== MATERIAL SHOWN ==

#[cfg(test)]
mod tests {
    use super::*;
    use crate::policy::Policy;
    use crate::resolver::StaticResolver;
    use std::net::IpAddr;
    use wiremock::matchers::{method, path};
    use wiremock::{Mock, MockServer, ResponseTemplate};

    const LOOPBACK: &str = "127.0.0.1";

    /// A gate that admits the loopback mock server and maps `shop.example`
    /// onto it.
    fn loopback_gate() -> Gate {
        let resolver = StaticResolver::new()
            .with("shop.example", [LOOPBACK.parse::<IpAddr>().unwrap()])
            .with("meta.example", ["169.254.169.254".parse::<IpAddr>().unwrap()]);
        Gate::new(Policy::builder().allow_cidr("127.0.0.0/8").build(), resolver)
    }

    fn shop_url(server: &MockServer, path: &str) -> String {
        format!("http://shop.example:{}{}", server.address().port(), path)
    }

    #[tokio::test]
    async fn test_fetch_pinned_to_validated_address() {
        let server = MockServer::start().await;
        Mock::given(method("GET"))
            .and(path("/page"))
            .respond_with(ResponseTemplate::new(200).set_body_string("<p>hello</p>"))
            .expect(1)
            .mount(&server)
            .await;

        let fetcher = Fetcher::new(loopback_gate());
        // shop.example exists only in the static resolver
        let result = fetcher.fetch(&shop_url(&server, "/page")).await.unwrap();

        assert_eq!(result.status, 200);
        assert_eq!(result.body, "<p>hello</p>");
        assert_eq!(result.chain.len(), 1);
        assert_eq!(result.chain[0].host, "shop.example");
    }

    #[tokio::test]
    async fn test_pin_applies_to_host_spelling_variants() {
        let server = MockServer::start().await;
        Mock::given(method("GET"))
            .and(path("/page"))
            .respond_with(ResponseTemplate::new(200).set_body_string("pinned"))
            .expect(2)
            .mount(&server)
            .await;

        let fetcher = Fetcher::new(loopback_gate());
        let port = server.address().port();

        // shop.example. and SHOP.Example only resolve through the pin
        let dotted = fetcher
            .fetch(&format!("http://shop.example.:{}/page", port))
            .await
            .unwrap();
        assert_eq!(dotted.body, "pinned");
        assert_eq!(dotted.chain[0].host, "shop.example");

        let mixed = fetcher
            .fetch(&format!("http://SHOP.Example:{}/page", port))
            .await
            .unwrap();
        assert_eq!(mixed.body, "pinned");
    }

    #[tokio::test]
    async fn test_revalidate_hop_to_dotted_host_is_pinned() {
        let server = MockServer::start().await;
        let port = server.address().port();
        Mock::given(method("GET"))
            .and(path("/start"))
            .respond_with(ResponseTemplate::new(302).insert_header(
                "location",
                format!("http://shop.example.:{}/final", port).as_str(),
            ))
            .mount(&server)
            .await;
        Mock::given(method("GET"))
            .and(path("/final"))
            .respond_with(ResponseTemplate::new(200).set_body_string("done"))
            .expect(1)
            .mount(&server)
            .await;

        let fetcher = Fetcher::new(loopback_gate()).with_redirects(RedirectMode::Revalidate);
        let result = fetcher.fetch(&shop_url(&server, "/start")).await.unwrap();
        assert_eq!(result.body, "done");
        assert_eq!(result.chain.len(), 2);
        assert_eq!(result.final_url, format!("http://shop.example.:{}/final", port));
    }

    #[test]
    fn test_request_host_keeps_trailing_dot() {
        assert_eq!(request_host("http://shop.example.:8080/").unwrap(), "shop.example.");
        assert_eq!(request_host("http://Shop.Example/").unwrap(), "shop.example");
    }

    #[tokio::test]
    async fn test_body_decoded_with_declared_charset() {
        let server = MockServer::start().await;
        // "café" in ISO-8859-1
        Mock::given(method("GET"))
            .respond_with(
                ResponseTemplate::new(200)
                    .insert_header("content-type", "text/html; charset=ISO-8859-1")
                    .set_body_bytes(b"caf\xe9".to_vec()),
            )
            .mount(&server)
            .await;

        let fetcher = Fetcher::new(loopback_gate());
        let result = fetcher.fetch(&shop_url(&server, "/latin1")).await.unwrap();
        assert_eq!(result.body, "café");
    }

    #[tokio::test]
    async fn test_body_defaults_to_utf8() {
        let server = MockServer::start().await;
        Mock::given(method("GET"))
            .respond_with(
                ResponseTemplate::new(200)
                    .insert_header("content-type", "text/html")
                    .set_body_bytes("café".as_bytes().to_vec()),
            )
            .mount(&server)
            .await;

        let fetcher = Fetcher::new(loopback_gate());
        let result = fetcher.fetch(&shop_url(&server, "/utf8")).await.unwrap();
        assert_eq!(result.body, "café");
    }

    #[tokio::test]
    async fn test_unsafe_url_is_never_requested() {
        let server = MockServer::start().await;
        Mock::given(method("GET"))
            .respond_with(ResponseTemplate::new(200))
            .expect(0)
            .mount(&server)
            .await;

        let fetcher = Fetcher::new(Gate::new(Policy::public_only(), StaticResolver::new()));
        let err = fetcher.fetch(&format!("{}/", server.uri())).await.unwrap_err();
        assert!(matches!(err, Error::UnsafeAddress { .. }), "{:?}", err);
    }

    #[tokio::test]
    async fn test_redirect_refused_by_default() {
        let server = MockServer::start().await;
        Mock::given(method("GET"))
            .and(path("/start"))
            .respond_with(
                ResponseTemplate::new(302)
                    .insert_header("location", "http://169.254.169.254/latest/meta-data/"),
            )
            .mount(&server)
            .await;

        let fetcher = Fetcher::new(loopback_gate());
        let err = fetcher.fetch(&shop_url(&server, "/start")).await.unwrap_err();
        match err {
            Error::RedirectRefused { location, .. } => {
                assert_eq!(location, "http://169.254.169.254/latest/meta-data/");
            }
            other => panic!("expected RedirectRefused, got {:?}", other),
        }
    }

    #[tokio::test]
    async fn test_redirect_to_safe_target_refused_too() {
        let server = MockServer::start().await;
        Mock::given(method("GET"))
            .and(path("/start"))
            .respond_with(ResponseTemplate::new(301).insert_header("location", "/final"))
            .mount(&server)
            .await;
        Mock::given(method("GET"))
            .and(path("/final"))
            .respond_with(ResponseTemplate::new(200))
            .expect(0)
            .mount(&server)
            .await;

        let fetcher = Fetcher::new(loopback_gate());
        assert!(matches!(
            fetcher.fetch(&shop_url(&server, "/start")).await,
            Err(Error::RedirectRefused { .. })
        ));
    }

    #[tokio::test]
    async fn test_revalidate_blocks_unsafe_hop() {
        let server = MockServer::start().await;
        Mock::given(method("GET"))
            .and(path("/start"))
            .respond_with(
                ResponseTemplate::new(307).insert_header("location", "http://meta.example/latest/"),
            )
            .mount(&server)
            .await;

        let fetcher = Fetcher::new(loopback_gate()).with_redirects(RedirectMode::Revalidate);
        let err = fetcher.fetch(&shop_url(&server, "/start")).await.unwrap_err();
        match err {
            Error::RedirectBlocked { redirect_url, .. } => {
                assert_eq!(redirect_url, "http://meta.example/latest/");
            }
            other => panic!("expected RedirectBlocked, got {:?}", other),
        }
    }

    #[tokio::test]
    async fn test_revalidate_follows_safe_relative_hop() {
        let server = MockServer::start().await;
        Mock::given(method("GET"))
            .and(path("/start"))
            .respond_with(ResponseTemplate::new(302).insert_header("location", "/final"))
            .mount(&server)
            .await;
        Mock::given(method("GET"))
            .and(path("/final"))
            .respond_with(ResponseTemplate::new(200).set_body_string("done"))
            .mount(&server)
            .await;

        let fetcher = Fetcher::new(loopback_gate()).with_redirects(RedirectMode::Revalidate);
        let result = fetcher.fetch(&shop_url(&server, "/start")).await.unwrap();
        assert_eq!(result.body, "done");
        assert_eq!(result.chain.len(), 2);
        assert!(result.final_url.ends_with("/final"));
    }

    #[tokio::test]
    async fn test_too_many_redirects() {
        let server = MockServer::start().await;
        Mock::given(method("GET"))
            .and(path("/loop"))
            .respond_with(ResponseTemplate::new(302).insert_header("location", "/loop"))
            .mount(&server)
            .await;

        let fetcher = Fetcher::new(loopback_gate()).with_redirects(RedirectMode::Revalidate);
        let err = fetcher.fetch(&shop_url(&server, "/loop")).await.unwrap_err();
        assert!(matches!(err, Error::TooManyRedirects { max: MAX_REDIRECTS, .. }));
    }

    #[tokio::test]
    async fn test_error_status() {
        let server = MockServer::start().await;
        Mock::given(method("GET"))
            .respond_with(ResponseTemplate::new(404))
            .mount(&server)
            .await;

        let fetcher = Fetcher::new(loopback_gate());
        let err = fetcher.fetch(&shop_url(&server, "/missing")).await.unwrap_err();
        assert!(matches!(err, Error::HttpStatus { status: 404, .. }));
    }

    #[tokio::test]
    async fn test_timeout() {
        let server = MockServer::start().await;
        Mock::given(method("GET"))
            .respond_with(ResponseTemplate::new(200).set_delay(Duration::from_millis(500)))
            .mount(&server)
            .await;

        let fetcher = Fetcher::new(loopback_gate()).with_timeout(Duration::from_millis(50));
        let err = fetcher.fetch(&shop_url(&server, "/slow")).await.unwrap_err();
        assert!(matches!(err, Error::Timeout { .. }), "{:?}", err);
    }

    #[tokio::test]
    async fn test_body_is_capped() {
        let server = MockServer::start().await;
        Mock::given(method("GET"))
            .respond_with(ResponseTemplate::new(200).set_body_string("x".repeat(1000)))
            .mount(&server)
            .await;

        let fetcher = Fetcher::new(loopback_gate()).with_max_body_bytes(64);
        let result = fetcher.fetch(&shop_url(&server, "/big")).await.unwrap();
        assert_eq!(result.body.len(), 64);
    }

    #[test]
    fn test_resolve_redirect_url() {
        assert_eq!(
            resolve_redirect_url("http://a.example/x/y", "../z").unwrap(),
            "http://a.example/z"
        );
        assert_eq!(
            resolve_redirect_url("http://a.example/", "https://b.example/p").unwrap(),
            "https://b.example/p"
        );
    }
}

===

:: TASK ITEM ::
Print, exactly as written, the first line of the records above and each line after it until the line with "const LOOPBACK: &str", which is printed too.

:: RESULT FOR THIS TASK ::
#[cfg(test)]
mod tests {
    use super::*;
    use crate::policy::Policy;
    use crate::resolver::StaticResolver;
    use std::net::IpAddr;
    use wiremock::matchers::{method, path};
    use wiremock::{Mock, MockServer, ResponseTemplate};

    const LOOPBACK: &str = "127.0.0.1";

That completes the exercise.